▶ Dataset records:
○ ○ ○

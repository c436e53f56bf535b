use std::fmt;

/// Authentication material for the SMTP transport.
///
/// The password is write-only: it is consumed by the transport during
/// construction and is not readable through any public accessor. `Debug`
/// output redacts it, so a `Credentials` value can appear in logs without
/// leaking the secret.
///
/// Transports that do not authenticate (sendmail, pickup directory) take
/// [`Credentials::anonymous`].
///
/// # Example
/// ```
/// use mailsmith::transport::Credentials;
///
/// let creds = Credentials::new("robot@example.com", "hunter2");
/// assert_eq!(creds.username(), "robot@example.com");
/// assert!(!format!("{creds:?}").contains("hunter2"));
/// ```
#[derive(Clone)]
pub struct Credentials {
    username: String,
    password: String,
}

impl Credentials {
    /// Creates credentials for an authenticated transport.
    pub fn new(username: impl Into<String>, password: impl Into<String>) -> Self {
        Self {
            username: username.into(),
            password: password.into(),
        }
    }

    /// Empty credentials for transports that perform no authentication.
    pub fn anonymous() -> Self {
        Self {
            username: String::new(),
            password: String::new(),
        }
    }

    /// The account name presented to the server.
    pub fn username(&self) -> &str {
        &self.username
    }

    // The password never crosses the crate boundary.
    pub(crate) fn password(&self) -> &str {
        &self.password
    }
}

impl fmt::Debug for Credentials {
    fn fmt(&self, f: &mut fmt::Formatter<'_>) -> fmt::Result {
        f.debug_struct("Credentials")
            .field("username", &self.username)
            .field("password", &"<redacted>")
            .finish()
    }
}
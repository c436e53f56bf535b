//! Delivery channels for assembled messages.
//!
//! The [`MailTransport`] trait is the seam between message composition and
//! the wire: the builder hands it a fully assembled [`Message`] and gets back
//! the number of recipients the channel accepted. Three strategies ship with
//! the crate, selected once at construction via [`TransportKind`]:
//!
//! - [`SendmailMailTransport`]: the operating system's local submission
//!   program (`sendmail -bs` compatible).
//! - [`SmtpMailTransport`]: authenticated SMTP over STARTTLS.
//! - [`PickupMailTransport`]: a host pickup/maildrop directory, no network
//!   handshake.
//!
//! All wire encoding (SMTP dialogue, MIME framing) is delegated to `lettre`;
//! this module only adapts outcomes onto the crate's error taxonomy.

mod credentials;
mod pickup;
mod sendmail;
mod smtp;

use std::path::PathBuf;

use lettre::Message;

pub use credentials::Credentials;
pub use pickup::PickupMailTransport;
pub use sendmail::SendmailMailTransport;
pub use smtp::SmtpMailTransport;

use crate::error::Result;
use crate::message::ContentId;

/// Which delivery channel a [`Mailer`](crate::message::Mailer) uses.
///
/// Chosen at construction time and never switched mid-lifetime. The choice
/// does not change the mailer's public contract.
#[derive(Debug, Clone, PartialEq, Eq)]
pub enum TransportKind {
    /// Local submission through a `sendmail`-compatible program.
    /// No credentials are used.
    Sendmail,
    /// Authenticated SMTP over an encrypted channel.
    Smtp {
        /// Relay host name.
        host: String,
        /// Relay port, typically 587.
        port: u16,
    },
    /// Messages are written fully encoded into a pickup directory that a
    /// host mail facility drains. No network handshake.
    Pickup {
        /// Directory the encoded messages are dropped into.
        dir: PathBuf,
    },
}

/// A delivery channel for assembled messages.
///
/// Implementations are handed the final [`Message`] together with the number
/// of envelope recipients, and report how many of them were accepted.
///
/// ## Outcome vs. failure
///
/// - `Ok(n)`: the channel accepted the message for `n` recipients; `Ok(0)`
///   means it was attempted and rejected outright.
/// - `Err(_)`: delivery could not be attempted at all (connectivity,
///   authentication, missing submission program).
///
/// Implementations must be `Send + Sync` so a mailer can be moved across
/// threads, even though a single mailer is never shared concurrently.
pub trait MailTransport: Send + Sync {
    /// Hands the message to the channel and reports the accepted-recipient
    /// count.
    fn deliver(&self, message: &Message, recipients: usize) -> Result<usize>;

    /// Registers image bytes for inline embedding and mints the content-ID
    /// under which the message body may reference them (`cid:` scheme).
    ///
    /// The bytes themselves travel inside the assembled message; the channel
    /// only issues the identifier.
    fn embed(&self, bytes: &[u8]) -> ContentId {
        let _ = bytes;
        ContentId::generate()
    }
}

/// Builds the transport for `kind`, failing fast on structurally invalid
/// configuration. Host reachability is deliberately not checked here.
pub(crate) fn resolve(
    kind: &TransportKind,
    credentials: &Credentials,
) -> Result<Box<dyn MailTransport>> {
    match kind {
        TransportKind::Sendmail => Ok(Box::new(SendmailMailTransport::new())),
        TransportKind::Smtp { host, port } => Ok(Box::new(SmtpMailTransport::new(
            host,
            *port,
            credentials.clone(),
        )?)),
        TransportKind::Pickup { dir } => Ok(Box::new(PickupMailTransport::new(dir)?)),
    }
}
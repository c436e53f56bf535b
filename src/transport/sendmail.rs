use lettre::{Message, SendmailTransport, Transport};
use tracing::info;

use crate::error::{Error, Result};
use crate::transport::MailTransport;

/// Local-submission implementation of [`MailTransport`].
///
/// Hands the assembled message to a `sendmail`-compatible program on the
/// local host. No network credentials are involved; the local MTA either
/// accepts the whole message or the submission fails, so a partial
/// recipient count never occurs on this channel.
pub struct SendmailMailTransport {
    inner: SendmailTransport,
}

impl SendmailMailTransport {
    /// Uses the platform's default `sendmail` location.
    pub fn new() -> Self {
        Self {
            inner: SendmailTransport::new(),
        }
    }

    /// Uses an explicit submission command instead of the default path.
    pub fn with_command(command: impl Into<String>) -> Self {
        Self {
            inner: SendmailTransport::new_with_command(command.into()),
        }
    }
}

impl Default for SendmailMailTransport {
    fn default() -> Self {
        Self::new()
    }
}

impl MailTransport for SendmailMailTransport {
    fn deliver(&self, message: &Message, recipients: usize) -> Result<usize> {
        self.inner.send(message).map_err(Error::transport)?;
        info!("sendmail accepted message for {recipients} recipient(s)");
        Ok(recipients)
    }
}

○ ○ ○

▶ YOUR OBJECTIVE: All the records above need to be output exactly, with none omitted.

▶ RESULT FOR THIS EXERCISE:
repository c436e53f56bf535b
use std::fmt;

/// Authentication material for the SMTP transport.
///
/// The password is write-only: it is consumed by the transport during
/// construction and is not readable through any public accessor. `Debug`
/// output redacts it, so a `Credentials` value can appear in logs without
/// leaking the secret.
///
/// Transports that do not authenticate (sendmail, pickup directory) take
/// [`Credentials::anonymous`].
///
/// # Example
/// ```
/// use mailsmith::transport::Credentials;
///
/// let creds = Credentials::new("robot@example.com", "hunter2");
/// assert_eq!(creds.username(), "robot@example.com");
/// assert!(!format!("{creds:?}").contains("hunter2"));
/// ```
#[derive(Clone)]
pub struct Credentials {
    username: String,
    password: String,
}

impl Credentials {
    /// Creates credentials for an authenticated transport.
    pub fn new(username: impl Into<String>, password: impl Into<String>) -> Self {
        Self {
            username: username.into(),
            password: password.into(),
        }
    }

    /// Empty credentials for transports that perform no authentication.
    pub fn anonymous() -> Self {
        Self {
            username: String::new(),
            password: String::new(),
        }
    }

    /// The account name presented to the server.
    pub fn username(&self) -> &str {
        &self.username
    }

    // The password never crosses the crate boundary.
    pub(crate) fn password(&self) -> &str {
        &self.password
    }
}

impl fmt::Debug for Credentials {
    fn fmt(&self, f: &mut fmt::Formatter<'_>) -> fmt::Result {
        f.debug_struct("Credentials")
            .field("username", &self.username)
            .field("password", &"<redacted>")
            .finish()
    }
}
repository c436e53f56bf535b
//! Delivery channels for assembled messages.
//!
//! The [`MailTransport`] trait is the seam between message composition and
//! the wire: the builder hands it a fully assembled [`Message`] and gets back
//! the number of recipients the channel accepted. Three strategies ship with
//! the crate, selected once at construction via [`TransportKind`]:
//!
//! - [`SendmailMailTransport`]: the operating system's local submission
//!   program (`sendmail -bs` compatible).
//! - [`SmtpMailTransport`]: authenticated SMTP over STARTTLS.
//! - [`PickupMailTransport`]: a host pickup/maildrop directory, no network
//!   handshake.
//!
//! All wire encoding (SMTP dialogue, MIME framing) is delegated to `lettre`;
//! this module only adapts outcomes onto the crate's error taxonomy.

mod credentials;
mod pickup;
mod sendmail;
mod smtp;

use std::path::PathBuf;

use lettre::Message;

pub use credentials::Credentials;
pub use pickup::PickupMailTransport;
pub use sendmail::SendmailMailTransport;
pub use smtp::SmtpMailTransport;

use crate::error::Result;
use crate::message::ContentId;

/// Which delivery channel a [`Mailer`](crate::message::Mailer) uses.
///
/// Chosen at construction time and never switched mid-lifetime. The choice
/// does not change the mailer's public contract.
#[derive(Debug, Clone, PartialEq, Eq)]
pub enum TransportKind {
    /// Local submission through a `sendmail`-compatible program.
    /// No credentials are used.
    Sendmail,
    /// Authenticated SMTP over an encrypted channel.
    Smtp {
        /// Relay host name.
        host: String,
        /// Relay port, typically 587.
        port: u16,
    },
    /// Messages are written fully encoded into a pickup directory that a
    /// host mail facility drains. No network handshake.
    Pickup {
        /// Directory the encoded messages are dropped into.
        dir: PathBuf,
    },
}

/// A delivery channel for assembled messages.
///
/// Implementations are handed the final [`Message`] together with the number
/// of envelope recipients, and report how many of them were accepted.
///
/// ## Outcome vs. failure
///
/// - `Ok(n)`: the channel accepted the message for `n` recipients; `Ok(0)`
///   means it was attempted and rejected outright.
/// - `Err(_)`: delivery could not be attempted at all (connectivity,
///   authentication, missing submission program).
///
/// Implementations must be `Send + Sync` so a mailer can be moved across
/// threads, even though a single mailer is never shared concurrently.
pub trait MailTransport: Send + Sync {
    /// Hands the message to the channel and reports the accepted-recipient
    /// count.
    fn deliver(&self, message: &Message, recipients: usize) -> Result<usize>;

    /// Registers image bytes for inline embedding and mints the content-ID
    /// under which the message body may reference them (`cid:` scheme).
    ///
    /// The bytes themselves travel inside the assembled message; the channel
    /// only issues the identifier.
    fn embed(&self, bytes: &[u8]) -> ContentId {
        let _ = bytes;
        ContentId::generate()
    }
}

/// Builds the transport for `kind`, failing fast on structurally invalid
/// configuration. Host reachability is deliberately not checked here.
pub(crate) fn resolve(
    kind: &TransportKind,
    credentials: &Credentials,
) -> Result<Box<dyn MailTransport>> {
    match kind {
        TransportKind::Sendmail => Ok(Box::new(SendmailMailTransport::new())),
        TransportKind::Smtp { host, port } => Ok(Box::new(SmtpMailTransport::new(
            host,
            *port,
            credentials.clone(),
        )?)),
        TransportKind::Pickup { dir } => Ok(Box::new(PickupMailTransport::new(dir)?)),
    }
}
repository c436e53f56bf535b
filename src/transport/sendmail.rs
use lettre::{Message, SendmailTransport, Transport};
use tracing::info;

use crate::error::{Error, Result};
use crate::transport::MailTransport;

/// Local-submission implementation of [`MailTransport`].
///
/// Hands the assembled message to a `sendmail`-compatible program on the
/// local host. No network credentials are involved; the local MTA either
/// accepts the whole message or the submission fails, so a partial
/// recipient count never occurs on this channel.
pub struct SendmailMailTransport {
    inner: SendmailTransport,
}

impl SendmailMailTransport {
    /// Uses the platform's default `sendmail` location.
    pub fn new() -> Self {
        Self {
            inner: SendmailTransport::new(),
        }
    }

    /// Uses an explicit submission command instead of the default path.
    pub fn with_command(command: impl Into<String>) -> Self {
        Self {
            inner: SendmailTransport::new_with_command(command.into()),
        }
    }
}

impl Default for SendmailMailTransport {
    fn default() -> Self {
        Self::new()
    }
}

impl MailTransport for SendmailMailTransport {
    fn deliver(&self, message: &Message, recipients: usize) -> Result<usize> {
        self.inner.send(message).map_err(Error::transport)?;
        info!("sendmail accepted message for {recipients} recipient(s)");
        Ok(recipients)
    }
}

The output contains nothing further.